**Task to carry out**
Copy out the entries below exactly as they stand, but only from the line containing "Ok(path) => debug!(path" through the line containing "for pair in".

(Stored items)
--- START ---
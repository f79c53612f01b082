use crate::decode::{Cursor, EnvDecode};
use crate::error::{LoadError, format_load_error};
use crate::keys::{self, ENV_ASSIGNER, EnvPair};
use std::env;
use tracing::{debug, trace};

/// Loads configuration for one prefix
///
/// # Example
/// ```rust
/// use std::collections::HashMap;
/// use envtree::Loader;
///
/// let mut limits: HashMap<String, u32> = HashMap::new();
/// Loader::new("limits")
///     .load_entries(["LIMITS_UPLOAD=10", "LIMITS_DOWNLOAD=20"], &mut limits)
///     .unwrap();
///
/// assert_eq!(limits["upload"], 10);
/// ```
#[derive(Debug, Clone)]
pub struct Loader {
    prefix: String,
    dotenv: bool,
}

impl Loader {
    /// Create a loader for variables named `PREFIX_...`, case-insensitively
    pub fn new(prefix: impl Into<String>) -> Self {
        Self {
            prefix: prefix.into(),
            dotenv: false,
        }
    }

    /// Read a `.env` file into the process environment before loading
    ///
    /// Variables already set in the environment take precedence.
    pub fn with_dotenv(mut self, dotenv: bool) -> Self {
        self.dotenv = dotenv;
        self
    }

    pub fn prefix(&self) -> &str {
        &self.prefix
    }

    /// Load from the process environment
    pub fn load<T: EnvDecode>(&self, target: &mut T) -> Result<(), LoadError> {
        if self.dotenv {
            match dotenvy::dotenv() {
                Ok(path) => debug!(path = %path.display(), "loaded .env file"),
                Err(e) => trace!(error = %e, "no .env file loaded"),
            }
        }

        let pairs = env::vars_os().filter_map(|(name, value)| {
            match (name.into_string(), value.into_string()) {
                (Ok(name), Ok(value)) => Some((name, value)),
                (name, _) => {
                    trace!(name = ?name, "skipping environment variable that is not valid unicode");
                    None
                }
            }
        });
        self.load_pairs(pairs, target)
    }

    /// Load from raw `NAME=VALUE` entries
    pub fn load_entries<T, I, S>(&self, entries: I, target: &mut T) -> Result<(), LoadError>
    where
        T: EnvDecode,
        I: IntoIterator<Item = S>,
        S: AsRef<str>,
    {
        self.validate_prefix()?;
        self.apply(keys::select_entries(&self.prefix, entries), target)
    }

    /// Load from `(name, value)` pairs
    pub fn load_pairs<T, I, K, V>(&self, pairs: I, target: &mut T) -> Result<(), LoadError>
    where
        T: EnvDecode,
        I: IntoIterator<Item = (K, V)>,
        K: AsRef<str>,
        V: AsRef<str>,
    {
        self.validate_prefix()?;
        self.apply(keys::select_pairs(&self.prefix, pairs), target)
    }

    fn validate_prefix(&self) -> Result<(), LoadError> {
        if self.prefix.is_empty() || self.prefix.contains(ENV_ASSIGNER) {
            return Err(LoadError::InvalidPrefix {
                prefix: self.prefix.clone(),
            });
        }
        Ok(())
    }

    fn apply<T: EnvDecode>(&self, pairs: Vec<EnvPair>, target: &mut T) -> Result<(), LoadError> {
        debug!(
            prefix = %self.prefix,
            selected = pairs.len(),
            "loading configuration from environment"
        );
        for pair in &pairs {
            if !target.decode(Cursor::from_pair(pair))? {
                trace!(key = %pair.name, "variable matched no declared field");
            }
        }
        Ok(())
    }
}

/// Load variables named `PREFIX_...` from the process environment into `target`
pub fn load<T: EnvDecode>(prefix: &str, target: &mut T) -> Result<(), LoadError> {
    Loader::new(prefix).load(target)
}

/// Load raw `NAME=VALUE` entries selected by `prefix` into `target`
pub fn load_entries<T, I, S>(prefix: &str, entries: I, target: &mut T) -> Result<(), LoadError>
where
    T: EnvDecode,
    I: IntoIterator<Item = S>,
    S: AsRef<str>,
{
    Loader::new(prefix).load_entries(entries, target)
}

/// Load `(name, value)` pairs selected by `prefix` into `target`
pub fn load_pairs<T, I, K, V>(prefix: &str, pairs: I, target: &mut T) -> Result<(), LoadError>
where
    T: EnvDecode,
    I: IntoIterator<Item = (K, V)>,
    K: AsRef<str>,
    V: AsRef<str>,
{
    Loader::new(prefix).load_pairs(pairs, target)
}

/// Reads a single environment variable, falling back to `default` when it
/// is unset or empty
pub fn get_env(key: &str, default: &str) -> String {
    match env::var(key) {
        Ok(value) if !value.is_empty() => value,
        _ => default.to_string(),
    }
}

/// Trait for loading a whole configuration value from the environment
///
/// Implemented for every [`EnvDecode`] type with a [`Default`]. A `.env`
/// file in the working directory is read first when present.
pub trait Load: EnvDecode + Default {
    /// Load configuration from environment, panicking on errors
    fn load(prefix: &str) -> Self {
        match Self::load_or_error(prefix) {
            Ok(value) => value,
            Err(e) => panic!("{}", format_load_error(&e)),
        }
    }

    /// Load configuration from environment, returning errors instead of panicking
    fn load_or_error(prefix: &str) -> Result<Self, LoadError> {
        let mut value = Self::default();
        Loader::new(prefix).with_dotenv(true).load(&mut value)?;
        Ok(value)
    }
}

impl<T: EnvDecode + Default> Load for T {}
--- END ---
**Solution to this problem**
                Ok(path) => debug!(path = %path.display(), "loaded .env file"),
                Err(e) => trace!(error = %e, "no .env file loaded"),
            }
        }

        let pairs = env::vars_os().filter_map(|(name, value)| {
            match (name.into_string(), value.into_string()) {
                (Ok(name), Ok(value)) => Some((name, value)),
                (name, _) => {
                    trace!(name = ?name, "skipping environment variable that is not valid unicode");
                    None
                }
            }
        });
        self.load_pairs(pairs, target)
    }

    /// Load from raw `NAME=VALUE` entries
    pub fn load_entries<T, I, S>(&self, entries: I, target: &mut T) -> Result<(), LoadError>
    where
        T: EnvDecode,
        I: IntoIterator<Item = S>,
        S: AsRef<str>,
    {
        self.validate_prefix()?;
        self.apply(keys::select_entries(&self.prefix, entries), target)
    }

    /// Load from `(name, value)` pairs
    pub fn load_pairs<T, I, K, V>(&self, pairs: I, target: &mut T) -> Result<(), LoadError>
    where
        T: EnvDecode,
        I: IntoIterator<Item = (K, V)>,
        K: AsRef<str>,
        V: AsRef<str>,
    {
        self.validate_prefix()?;
        self.apply(keys::select_pairs(&self.prefix, pairs), target)
    }

    fn validate_prefix(&self) -> Result<(), LoadError> {
        if self.prefix.is_empty() || self.prefix.contains(ENV_ASSIGNER) {
            return Err(LoadError::InvalidPrefix {
                prefix: self.prefix.clone(),
            });
        }
        Ok(())
    }

    fn apply<T: EnvDecode>(&self, pairs: Vec<EnvPair>, target: &mut T) -> Result<(), LoadError> {
        debug!(
            prefix = %self.prefix,
            selected = pairs.len(),
            "loading configuration from environment"
        );
        for pair in &pairs {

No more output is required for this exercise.